目前腹腔镜术中最常用的体位主要包括头低脚高位、头高脚低位、侧卧位,不同体位对患者呼吸功能的影响略有差异。Trendelenburg体位下患者腹内脏器在重力的作用下移向头侧,增加对膈肌的压迫作用,进一步增加对膈肌肌腱和膈脚的牵拉力,使膈肌活动进一步受限[11],并且已被证明会导致肺容量、肺顺应性、功能残气量和气道峰值压力增加,从而导致术后肺部并发症。PPCs的患病率约为30%,与死亡率和发病率增加有关[12]。呼吸机功能恢复不全可能会降低肺活量、潮气量和咳嗽功能,容易导致肺不张、低氧血症、膈肌麻痹、肺部感染,甚至更严重的并发症。

3.3. 化学性损伤

3.3.1. 腹腔内局部酸性环境

灌注的CO2在腹膜表面与水结合形成碳酸,解离出H+离子,造成局部pH下降。酸性环境直接刺激覆盖于膈肌下的壁层腹膜和膈神经末梢,引发无菌性炎症和疼痛。

3.3.2. 全身性影响:

腹膜对CO2的吸收可能导致高碳酸血症和呼吸性酸中毒,改变细胞内pH,潜在影响膈肌细胞的收缩功能。

3.4. 神经性损伤

3.4.1. 膈神经直接刺激

低温、干燥的CO2气体持续吹拂膈神经。电刀能量(特别是高频电刀)在膈肌附近的使用,其热传导或电火花可能损伤膈神经。

3.4.2. 牵拉性损伤

在胆囊切除术等上腹部手术中,为暴露术野而牵拉肝脏,可能间接牵拉或压迫膈神经。

4. 膈肌功能的临床评估体系

4.1. 影像学评估

X线:可发现一侧膈肌抬高,但特异性差,敏感性低。Epelman等表明,与超声相比,胸片在识别膈肌异常运动方面的敏感性仅为34%,特异性为86%。此外,胸腔积液、气胸、脊柱侧弯等事件的存在可能会混淆膈肌的可视化[13]
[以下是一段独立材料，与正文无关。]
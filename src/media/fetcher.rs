use async_trait::async_trait;
use base64::Engine as _;
use base64::engine::general_purpose::STANDARD;
use futures_util::StreamExt;
use reqwest::header::{self, HeaderMap, HeaderValue};
use reqwest::{Client, redirect};
use url::Url;

use super::types::{DEFAULT_MIME_TYPE, FetchedMedia};
use crate::config::FetchConfig;
use crate::error::FetchError;

/// Downloads a media URL into a transport-ready payload.
#[async_trait]
pub trait MediaFetcher: Send + Sync {
    async fn fetch(&self, url: &str) -> Result<FetchedMedia, FetchError>;
}

/// HTTP fetcher with a browser-like identity and hard size/time limits.
///
/// The underlying client is built once from [`FetchConfig`] and is never
/// reconfigured, so one instance can be shared across concurrent messages.
pub struct BinaryFetcher {
    client: Client,
    max_body_bytes: u64,
}

impl BinaryFetcher {
    pub fn new(config: &FetchConfig) -> Result<Self, FetchError> {
        let client = Client::builder()
            .default_headers(default_headers(config)?)
            .redirect(redirect::Policy::limited(config.max_redirects))
            .connect_timeout(config.connect_timeout())
            .timeout(config.timeout())
            .build()
            .map_err(|e| FetchError::Client(e.to_string()))?;

        Ok(Self {
            client,
            max_body_bytes: config.max_body_bytes,
        })
    }

    #[must_use]
    pub fn max_body_bytes(&self) -> u64 {
        self.max_body_bytes
    }

    fn too_large(&self, received: u64) -> FetchError {
        FetchError::TooLarge {
            limit: self.max_body_bytes,
            received,
        }
    }
}

fn default_headers(config: &FetchConfig) -> Result<HeaderMap, FetchError> {
    let value = |raw: &str| {
        HeaderValue::from_str(raw).map_err(|e| FetchError::Client(format!("bad header value: {e}")))
    };

    let mut headers = HeaderMap::new();
    headers.insert(header::USER_AGENT, value(&config.user_agent)?);
    headers.insert(header::ACCEPT, value(&config.accept)?);
    headers.insert(header::ACCEPT_LANGUAGE, value(&config.accept_language)?);
    headers.insert(header::CONNECTION, HeaderValue::from_static("keep-alive"));
    Ok(headers)
}

fn parse_media_url(raw: &str) -> Result<Url, FetchError> {
    let url = Url::parse(raw.trim()).map_err(|_| FetchError::InvalidUrl(raw.to_string()))?;
    match url.scheme() {
        "http" | "https" => Ok(url),
        _ => Err(FetchError::InvalidUrl(raw.to_string())),
    }
}

#[async_trait]
impl MediaFetcher for BinaryFetcher {
    async fn fetch(&self, url: &str) -> Result<FetchedMedia, FetchError> {
        let target = parse_media_url(url)?;

        let response = self
            .client
            .get(target)
            .send()
            .await
            .map_err(|e| FetchError::from_transport(url, e))?;

        let status = response.status();
        if !status.is_success() {
            return Err(FetchError::Status {
                status: status.as_u16(),
                url: url.to_string(),
            });
        }

        if let Some(declared) = response.content_length()
            && declared > self.max_body_bytes
        {
            return Err(self.too_large(declared));
        }

        let mime_type = response
            .headers()
            .get(header::CONTENT_TYPE)
            .and_then(|v| v.to_str().ok())
            .map(str::trim)
            .filter(|v| !v.is_empty())
            .unwrap_or(DEFAULT_MIME_TYPE)
            .to_string();

        let capacity = response
            .content_length()
            .map_or(0, |len| usize::try_from(len).unwrap_or(0));
        let mut body = Vec::with_capacity(capacity);
        let mut stream = response.bytes_stream();
        while let Some(chunk) = stream.next().await {
            let chunk = chunk.map_err(|e| FetchError::from_transport(url, e))?;
            let received = (body.len() + chunk.len()) as u64;
            if received > self.max_body_bytes {
                return Err(self.too_large(received));
            }
            body.extend_from_slice(&chunk);
        }

        tracing::debug!(
            url,
            mime_type = %mime_type,
            bytes = body.len(),
            "media payload downloaded"
        );

        Ok(FetchedMedia::new(mime_type, STANDARD.encode(&body)))
    }
}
CT/MRI:主要用于排除其他疾病,对功能性评估价值有限。并且对操作者的要求较高、价格昂贵,还涉及转运到放射科,限制了其在危重症患者中的使用,并不是最佳或最容易完成的检查。

4.2. 超声的量化评估

4.2.1. 超声的应用

超声技术在评估膈肌功能方面是一种成熟且有效的方法,由于超声设备的便携性,近几十年来在重症监护、急诊、门诊及呼吸领域得到广泛应用。在麻醉场景中,膈肌功能具有重要意义,尤其是在围手术期阶段,麻醉药物及手术操作均可显著改变其功能状态。膈肌超声检查是一种快速、可重复、无创且易于学习的方法,仅需中低水平的设备即可实现两种腹部投影。该检查通常在较短时间内完成(平均约5分钟,通常少于15分钟),并且可以在患者床旁进行。
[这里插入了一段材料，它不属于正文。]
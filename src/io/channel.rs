//! Raw byte channels and their capability sets
//!
//! A [`Channel`] is any sequential byte endpoint: a pipe, a socket, a file.
//! It declares what it supports through [`Channel::capabilities`]; sources
//! query this once at construction and never call an operation outside it.
//! Default method bodies report the matching capability error, so adapters
//! only implement what their endpoint can do.

use std::fs::File;
use std::io::{self, Read, Seek, SeekFrom, Write};

use serde::{Deserialize, Serialize};

use super::error::{Error, Result};

/// Which operations a channel supports
#[derive(Clone, Copy, Debug, Default, PartialEq, Eq, Hash, Serialize, Deserialize)]
pub struct Capabilities {
    pub read: bool,
    pub write: bool,
    /// Position, size and truncate
    pub seek: bool,
}

impl Capabilities {
    pub const READ_ONLY: Self = Self::new(true, false, false);
    pub const WRITE_ONLY: Self = Self::new(false, true, false);
    pub const READ_WRITE: Self = Self::new(true, true, false);
    pub const SEEKABLE: Self = Self::new(true, true, true);

    pub const fn new(read: bool, write: bool, seek: bool) -> Self {
        Self { read, write, seek }
    }

    pub const fn with_seek(self, seek: bool) -> Self {
        Self { seek, ..self }
    }

    /// True if at least one transfer direction is available
    pub fn is_usable(&self) -> bool {
        self.read || self.write
    }
}

/// A byte-oriented I/O endpoint
///
/// Transfers return the number of bytes moved; `0` means the channel made no
/// progress (end of data, or it is not accepting more right now).
pub trait Channel {
    fn capabilities(&self) -> Capabilities;

    fn read(&mut self, _dst: &mut [u8]) -> Result<usize> {
        Err(Error::NonReadable)
    }

    fn write(&mut self, _src: &[u8]) -> Result<usize> {
        Err(Error::NonWritable)
    }

    fn position(&mut self) -> Result<u64> {
        Err(Error::Unsupported("position"))
    }

    fn set_position(&mut self, _pos: u64) -> Result<()> {
        Err(Error::Unsupported("seek"))
    }

    fn size(&mut self) -> Result<u64> {
        Err(Error::Unsupported("size"))
    }

    fn truncate(&mut self, _len: u64) -> Result<()> {
        Err(Error::Unsupported("truncate"))
    }

    fn is_open(&self) -> bool {
        true
    }

    fn close(&mut self) -> Result<()> {
        Ok(())
    }
}

impl<C: Channel + ?Sized> Channel for Box<C> {
    fn capabilities(&self) -> Capabilities {
        (**self).capabilities()
    }

    fn read(&mut self, dst: &mut [u8]) -> Result<usize> {
        (**self).read(dst)
    }

    fn write(&mut self, src: &[u8]) -> Result<usize> {
        (**self).write(src)
    }

    fn position(&mut self) -> Result<u64> {
        (**self).position()
    }

    fn set_position(&mut self, pos: u64) -> Result<()> {
        (**self).set_position(pos)
    }

    fn size(&mut self) -> Result<u64> {
        (**self).size()
    }

    fn truncate(&mut self, len: u64) -> Result<()> {
        (**self).truncate(len)
    }

    fn is_open(&self) -> bool {
        (**self).is_open()
    }

    fn close(&mut self) -> Result<()> {
        (**self).close()
    }
}

/// Retry a transfer interrupted by a signal
fn retry<T>(mut op: impl FnMut() -> io::Result<T>) -> Result<T> {
    loop {
        match op() {
            Err(e) if e.kind() == io::ErrorKind::Interrupted => continue,
            other => return other.map_err(Error::from),
        }
    }
}

/// Read-only channel over any [`Read`]
pub struct ReadChannel<R> {
    inner: Option<R>,
}

impl<R: Read> ReadChannel<R> {
    pub fn new(inner: R) -> Self {
        Self { inner: Some(inner) }
    }

    /// Unwrap the reader, `None` once closed
    pub fn into_inner(self) -> Option<R> {
        self.inner
    }
}

impl<R: Read> Channel for ReadChannel<R> {
    fn capabilities(&self) -> Capabilities {
        Capabilities::READ_ONLY
    }

    fn read(&mut self, dst: &mut [u8]) -> Result<usize> {
        let inner = self.inner.as_mut().ok_or(Error::Closed)?;
        retry(|| inner.read(dst))
    }

    fn is_open(&self) -> bool {
        self.inner.is_some()
    }

    fn close(&mut self) -> Result<()> {
        self.inner = None;
        Ok(())
    }
}

/// Write-only channel over any [`Write`]
pub struct WriteChannel<W> {
    inner: Option<W>,
}

impl<W: Write> WriteChannel<W> {
    pub fn new(inner: W) -> Self {
        Self { inner: Some(inner) }
    }

    /// Unwrap the writer, `None` once closed
    pub fn into_inner(self) -> Option<W> {
        self.inner
    }
}

impl<W: Write> Channel for WriteChannel<W> {
    fn capabilities(&self) -> Capabilities {
        Capabilities::WRITE_ONLY
    }

    fn write(&mut self, src: &[u8]) -> Result<usize> {
        let inner = self.inner.as_mut().ok_or(Error::Closed)?;
        retry(|| inner.write(src))
    }

    fn is_open(&self) -> bool {
        self.inner.is_some()
    }

    fn close(&mut self) -> Result<()> {
        if let Some(mut inner) = self.inner.take() {
            inner.flush()?;
        }
        Ok(())
    }
}

/// Non-seekable channel that both reads and writes, such as a socket
pub struct DuplexChannel<T> {
    inner: Option<T>,
}

impl<T: Read + Write> DuplexChannel<T> {
    pub fn new(inner: T) -> Self {
        Self { inner: Some(inner) }
    }

    pub fn into_inner(self) -> Option<T> {
        self.inner
    }
}

impl<T: Read + Write> Channel for DuplexChannel<T> {
    fn capabilities(&self) -> Capabilities {
        Capabilities::READ_WRITE
    }

    fn read(&mut self, dst: &mut [u8]) -> Result<usize> {
        let inner = self.inner.as_mut().ok_or(Error::Closed)?;
        retry(|| inner.read(dst))
    }

    fn write(&mut self, src: &[u8]) -> Result<usize> {
        let inner = self.inner.as_mut().ok_or(Error::Closed)?;
        retry(|| inner.write(src))
    }

    fn is_open(&self) -> bool {
        self.inner.is_some()
    }

    fn close(&mut self) -> Result<()> {
        if let Some(mut inner) = self.inner.take() {
            inner.flush()?;
        }
        Ok(())
    }
}

/// Seekable channel over an already opened [`File`]
///
/// The file's access mode cannot be queried portably, so the caller states
/// it. Truncating below the current position moves the position to the new
/// end, matching what file channels do.
pub struct FileChannel {
    file: Option<File>,
    caps: Capabilities,
}

impl FileChannel {
    /// Wrap a file opened for reading and writing
    pub fn new(file: File) -> Self {
        Self::with_capabilities(file, Capabilities::SEEKABLE)
    }

    /// Wrap a file opened for reading only
    pub fn read_only(file: File) -> Self {
        Self::with_capabilities(file, Capabilities::READ_ONLY.with_seek(true))
    }

    /// Wrap a file opened for writing only
    pub fn write_only(file: File) -> Self {
        Self::with_capabilities(file, Capabilities::WRITE_ONLY.with_seek(true))
    }

    pub fn with_capabilities(file: File, caps: Capabilities) -> Self {
        Self {
            file: Some(file),
            caps,
        }
    }

    pub fn into_inner(self) -> Option<File> {
        self.file
    }

    fn file(&mut self) -> Result<&mut File> {
        self.file.as_mut().ok_or(Error::Closed)
    }
}

impl Channel for FileChannel {
    fn capabilities(&self) -> Capabilities {
        self.caps
    }

    fn read(&mut self, dst: &mut [u8]) -> Result<usize> {
        if !self.caps.read {
            return Err(Error::NonReadable);
        }
        let file = self.file()?;
        retry(|| file.read(dst))
    }

    fn write(&mut self, src: &[u8]) -> Result<usize> {
        if !self.caps.write {
            return Err(Error::NonWritable);
        }
        let file = self.file()?;
        retry(|| file.write(src))
    }

    fn position(&mut self) -> Result<u64> {
        Ok(self.file()?.stream_position()?)
    }

    fn set_position(&mut self, pos: u64) -> Result<()> {
        self.file()?.seek(SeekFrom::Start(pos))?;
        Ok(())
    }

    fn size(&mut self) -> Result<u64> {
        Ok(self.file()?.metadata()?.len())
    }

    fn truncate(&mut self, len: u64) -> Result<()> {
        if !self.caps.write {
            return Err(Error::NonWritable);
        }
        let file = self.file()?;
        if len < file.metadata()?.len() {
            file.set_len(len)?;
        }
        if file.stream_position()? > len {
            file.seek(SeekFrom::Start(len))?;
        }
        Ok(())
    }

    fn is_open(&self) -> bool {
        self.file.is_some()
    }

    fn close(&mut self) -> Result<()> {
        if let Some(file) = self.file.take() {
            if self.caps.write {
                file.sync_all()?;
            }
        }
        Ok(())
    }
}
对于操作者的依赖性,研究表明,只需中等熟练程度的操作人员和超声设备即可,具有较高的准确性和可重复性[14]。Feipe等研究[15]表明,对于膈肌厚度的评估中,不同经验水平和专业培训的检察员具有出色的可靠性。双侧膈肌超声是可行的,但右侧途径更容易且通常足够,由于人体左侧探查区域常因脾、胃内容物等造成干扰,左侧脾窗明显小于右侧肝窗,使左侧膈肌超声探查成功率较低,临床中多采用右侧肝窗探查膈肌恢复情况。
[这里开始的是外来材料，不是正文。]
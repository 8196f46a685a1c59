use bufchan::{BufferedSource, MemoryChannel, SeekableSource, Source, WriteChannel};
use criterion::{black_box, criterion_group, criterion_main, BenchmarkId, Criterion, Throughput};

const PAYLOAD: usize = 1 << 20;

fn bench_small_writes(c: &mut Criterion) {
    let record = [0xa5u8; 16];
    let mut group = c.benchmark_group("small_writes");
    group.throughput(Throughput::Bytes(PAYLOAD as u64));

    for capacity in [256usize, 4096, 65536] {
        group.bench_with_input(BenchmarkId::from_parameter(capacity), &capacity, |b, &capacity| {
            b.iter(|| {
                let chan = WriteChannel::new(Vec::with_capacity(PAYLOAD));
                let mut src = BufferedSource::with_capacity(capacity, chan).unwrap();
                for _ in 0..PAYLOAD / record.len() {
                    src.write_all(black_box(&record)).unwrap();
                }
                black_box(src.into_inner().unwrap());
            })
        });
    }
    group.finish();
}

fn bench_typed_reads(c: &mut Criterion) {
    let data: Vec<u8> = (0..PAYLOAD).map(|i| i as u8).collect();
    let mut group = c.benchmark_group("typed_reads");
    group.throughput(Throughput::Bytes(PAYLOAD as u64));

    group.bench_function("request_read_u64", |b| {
        b.iter(|| {
            let chan = MemoryChannel::from_bytes(data.clone());
            let mut src = SeekableSource::with_capacity(4096, chan).unwrap();
            let mut sum = 0u64;
            while let Ok(buf) = src.request_read(8) {
                sum = sum.wrapping_add(buf.get_u64().unwrap());
            }
            black_box(sum)
        })
    });
    group.finish();
}

fn bench_random_patches(c: &mut Criterion) {
    let data = vec![0u8; PAYLOAD];
    let positions: Vec<u64> = (0..1024u64).map(|i| (i * 7919) % (PAYLOAD as u64 - 8)).collect();

    c.bench_function("random_patches", |b| {
        b.iter(|| {
            let chan = MemoryChannel::from_bytes(data.clone());
            let mut src = SeekableSource::with_capacity(4096, chan).unwrap();
            for &pos in &positions {
                src.set_position(pos).unwrap();
                src.write_all(&pos.to_be_bytes()).unwrap();
            }
            black_box(src.into_inner().unwrap())
        })
    });
}

criterion_group!(benches, bench_small_writes, bench_typed_reads, bench_random_patches);
criterion_main!(benches);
有研究证实,B模式和M模式超声评估膈肌运动均具有重复性,对于经验不足的操作员使用M模式更准确[16],两者相比B模式超声视野面积更大,M模式超声图像质量更佳、局部特征更为清晰。M模式的加入使超声的敏感性和特异性提高到等于或高于透视。在膈肌的超声评估中,应先采用B型超声检查患者,再采用M型超声检查质量较差的部位,以便在绝大多数患者中获得准确的膈肌测量质量[17]。由于仰卧位的变异性较小且可重复性更高,因此这是膈肌超声的首选定位[14]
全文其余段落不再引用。